Owners say one thing and do another.

The owner of Major League Baseball’s Baltimore Orioles franchise, David Rubenstein, had to approve Pete Alonso’s five-year, $155 million contract. No owner would allow an underling to hand out a contract at that kind of money. A team’s general manager can give out rookie contracts without an owner’s approval as that is standard working conditions for both a club official and a rookie. But the odd thing about Rubenstein handing out the deal to Alonso is this. In 2025 David Rubenstein, the new owner of the Baltimore Orioles franchise, was singing off of the same sheet music as owners who have been around the industry for a long time. MLB needed some sort of cost certainty model.

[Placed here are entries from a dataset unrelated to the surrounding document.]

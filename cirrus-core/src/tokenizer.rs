//! # Tokenizer
//!
//! Splits raw text into tokens. Each token keeps its original byte offsets so
//! recognized entities can be highlighted in the source text without
//! reformatting it.
//!
//! ## Boundary rule
//!
//! A token boundary is any control character, any whitespace character, or one
//! of the literal separators `;`, `,` and `!`. Every other character belongs to
//! a token, including `.`, `/` and `:`, so that URLs (`https://google.com`),
//! decimals (`10.22`) and slash dates (`2/11/2015`) survive as single tokens.
//!
//! No normalization happens here: case and accents are preserved and each
//! recognizer normalizes locally when it needs to.
//!
//! ## Example
//!
//! ```rust
//! use cirrus_core::tokenizer::tokenize;
//!
//! let tokens = tokenize("on 2/11/2015, something happened");
//! let texts: Vec<&str> = tokens.iter().map(|t| t.text.as_str()).collect();
//! assert_eq!(texts, ["on", "2/11/2015", "something", "happened"]);
//! ```

use serde::{Deserialize, Serialize};

/// A token extracted from the original text.
///
/// The `Token` is the atomic unit of the pipeline. `start` and `end` are byte
/// offsets into the input, so `&text[token.start..token.end] == token.text`.
#[derive(Debug, Clone, Serialize, Deserialize, PartialEq, Eq)]
pub struct Token {
    /// Token text, exactly as written (e.g. "https://google.com", "20m").
    pub text: String,
    /// Start byte offset in the original text (inclusive).
    pub start: usize,
    /// End byte offset in the original text (exclusive).
    pub end: usize,
    /// Sequential index of the token in the list (0, 1, 2...).
    pub index: usize,
}

/// Literal punctuation that separates tokens besides whitespace and control characters.
const SEPARATORS: &[char] = &[';', ',', '!'];

/// Returns `true` if `ch` ends the current token.
pub fn is_separator(ch: char) -> bool {
    ch.is_control() || ch.is_whitespace() || SEPARATORS.contains(&ch)
}

/// Tokenizes `text` into an ordered list of tokens.
pub fn tokenize(text: &str) -> Vec<Token> {
    let mut tokens = Vec::new();
    let mut current_start = None;

    for (byte_pos, ch) in text.char_indices() {
        if is_separator(ch) {
            if let Some(start) = current_start.take() {
                push_token(&mut tokens, text, start, byte_pos);
            }
        } else if current_start.is_none() {
            current_start = Some(byte_pos);
        }
    }

    if let Some(start) = current_start {
        push_token(&mut tokens, text, start, text.len());
    }

    tokens
}

/// Closes the token spanning `start..end` and appends it with the next index.
fn push_token(tokens: &mut Vec<Token>, text: &str, start: usize, end: usize) {
    let index = tokens.len();
    tokens.push(Token {
        text: text[start..end].to_string(),
        start,
        end,
        index,
    });
}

About a year ago, only five months into his tenure as an owner, Rubenstein sounded a lot like the Chicago White Sox owner Jerry Reinsdorf.  “I wish it would be the case that we would have a salary cap in baseball the way other sports do, and maybe eventually we will, but we don’t have that now,” Rubenstein told Yahoo Finance during the World Economic Forum. “I suspect we’ll probably have something closer to what the NFL and the NBA have, but there’s no guarantee of that.” Reinsdorf has been an advocate of some sort of salary cap or cost certainty for more than four decades however Reinsdorf proved to be a hypocrite when he signed Albert Belle five-year, $55 million contract in November 1996. Reinsdorf was an architect of the 1994 Major League Baseball strike as one of the hardline owners that included the Minnesota Twins owner Carl Pohlad and the officers of the Chicago Tribune Company that owned the Chicago Cubs franchise who pushed for a salary cap. Reinsdorf then handed out a huge contract to Belle. Owners say one thing and do the opposite.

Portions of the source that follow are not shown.